* _Your instructions_
Of the lines in the data below, write out exactly those from the one holding "pub struct FormController" through the one holding "pub fn status(&self)", both included.

* _Data under study_
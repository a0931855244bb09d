use serde::Serialize;
use thiserror::Error;
use tokio::sync::watch;
use tracing::debug;

use super::fields::{FamilyForm, FormField, UnknownField};
use crate::admission::{AdmissionFailure, AdmissionOutcome, AdmissionWorkflow, SUCCESS_MESSAGE};

pub const SUBMIT_LABEL: &str = "Submit Family Information";
pub const SUBMITTING_LABEL: &str = "Submitting...";

/// Lifecycle of one form's submission.
///
/// `Submitting` is the in-flight state; a finished submission is either `Succeeded` or
/// `Failed`, never both, and never still in flight.
#[derive(Debug, Clone, Copy, PartialEq, Eq, Default)]
pub enum SubmissionStatus {
    #[default]
    Idle,
    Submitting,
    Succeeded,
    Failed(AdmissionFailure),
}

#[derive(Debug, Clone, Copy, PartialEq, Eq, Serialize)]
#[serde(rename_all = "lowercase")]
pub enum BannerVariant {
    Success,
    Error,
}

/// The status banner shown after a submission attempt.
#[derive(Debug, Clone, Copy, PartialEq, Eq, Serialize)]
pub struct Banner {
    pub variant: BannerVariant,
    pub message: &'static str,
}

impl SubmissionStatus {
    pub fn is_submitting(self) -> bool {
        matches!(self, SubmissionStatus::Submitting)
    }

    /// Banner for a finished submission; none while idle or in flight.
    pub fn banner(self) -> Option<Banner> {
        match self {
            SubmissionStatus::Idle | SubmissionStatus::Submitting => None,
            SubmissionStatus::Succeeded => Some(Banner {
                variant: BannerVariant::Success,
                message: SUCCESS_MESSAGE,
            }),
            SubmissionStatus::Failed(failure) => Some(Banner {
                variant: BannerVariant::Error,
                message: failure.message(),
            }),
        }
    }
}

impl From<AdmissionOutcome> for SubmissionStatus {
    fn from(outcome: AdmissionOutcome) -> Self {
        match outcome {
            AdmissionOutcome::Admitted => SubmissionStatus::Succeeded,
            AdmissionOutcome::Rejected(failure) => SubmissionStatus::Failed(failure),
        }
    }
}

#[derive(Error, Debug, Clone, Copy, PartialEq, Eq)]
pub enum SubmitError {
    #[error("a submission is already in flight for this form")]
    InFlight,
}

/// Owns one form's field values and submission status.
///
/// Both live in watch channels so a renderer can observe them while a submission is
/// running; all methods take `&self`, and an in-flight submission blocks further submits
/// until it resolves.
#[derive(Debug)]
pub struct FormController {
    form: watch::Sender<FamilyForm>,
    status: watch::Sender<SubmissionStatus>,
}

impl Default for FormController {
    fn default() -> Self {
        Self::new()
    }
}

impl FormController {
    pub fn new() -> Self {
        Self::with_form(FamilyForm::default())
    }

    pub fn with_form(form: FamilyForm) -> Self {
        Self {
            form: watch::Sender::new(form),
            status: watch::Sender::new(SubmissionStatus::Idle),
        }
    }

    /// Update one field from raw input. Numeric fields silently coerce bad input to 0.
    pub fn update_field(&self, name: &str, raw: &str) -> Result<(), UnknownField> {
        let field: FormField = name.parse()?;
        self.form.send_modify(|form| form.set(field, raw));
        Ok(())
    }

    /// Snapshot of the current field values
    pub fn form(&self) -> FamilyForm {
        self.form.borrow().clone()
    }

    pub fn status(&self) -> SubmissionStatus {
        *self.status.borrow()
    }

    pub fn is_submitting(&self) -> bool {
        self.status().is_submitting()
    }

    pub fn submit_label(&self) -> &'static str {
        if self.is_submitting() { SUBMITTING_LABEL } else { SUBMIT_LABEL }
    }

    pub fn subscribe_status(&self) -> watch::Receiver<SubmissionStatus> {
        self.status.subscribe()
    }

    /// Run the admission workflow with the current field values.
    ///
    /// Fields are reset only when the family was admitted. The in-flight state ends on every
    /// path, including the submit future being dropped part way through.
    pub async fn submit(&self, workflow: &AdmissionWorkflow) -> Result<SubmissionStatus, SubmitError> {
        let started = self.status.send_if_modified(|status| {
            if status.is_submitting() {
                false
            } else {
                *status = SubmissionStatus::Submitting;
                true
            }
        });
        if !started {
            return Err(SubmitError::InFlight);
        }

        let record = self.form.borrow().to_submission();
        let in_flight = scopeguard::guard(&self.status, |status| {
            debug!("Submission abandoned while in flight");
            status.send_replace(SubmissionStatus::Failed(AdmissionFailure::Unexpected));
        });

        let outcome = workflow.admit(&record).await;

        let status = scopeguard::ScopeGuard::into_inner(in_flight);
        if outcome.is_admitted() {
            self.form.send_replace(FamilyForm::default());
        }
        let finished = SubmissionStatus::from(outcome);
        status.send_replace(finished);
        Ok(finished)
    }
}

* _Task solution_
pub struct FormController {
    form: watch::Sender<FamilyForm>,
    status: watch::Sender<SubmissionStatus>,
}

impl Default for FormController {
    fn default() -> Self {
        Self::new()
    }
}

impl FormController {
    pub fn new() -> Self {
        Self::with_form(FamilyForm::default())
    }

    pub fn with_form(form: FamilyForm) -> Self {
        Self {
            form: watch::Sender::new(form),
            status: watch::Sender::new(SubmissionStatus::Idle),
        }
    }

    /// Update one field from raw input. Numeric fields silently coerce bad input to 0.
    pub fn update_field(&self, name: &str, raw: &str) -> Result<(), UnknownField> {
        let field: FormField = name.parse()?;
        self.form.send_modify(|form| form.set(field, raw));
        Ok(())
    }

    /// Snapshot of the current field values
    pub fn form(&self) -> FamilyForm {
        self.form.borrow().clone()
    }

    pub fn status(&self) -> SubmissionStatus {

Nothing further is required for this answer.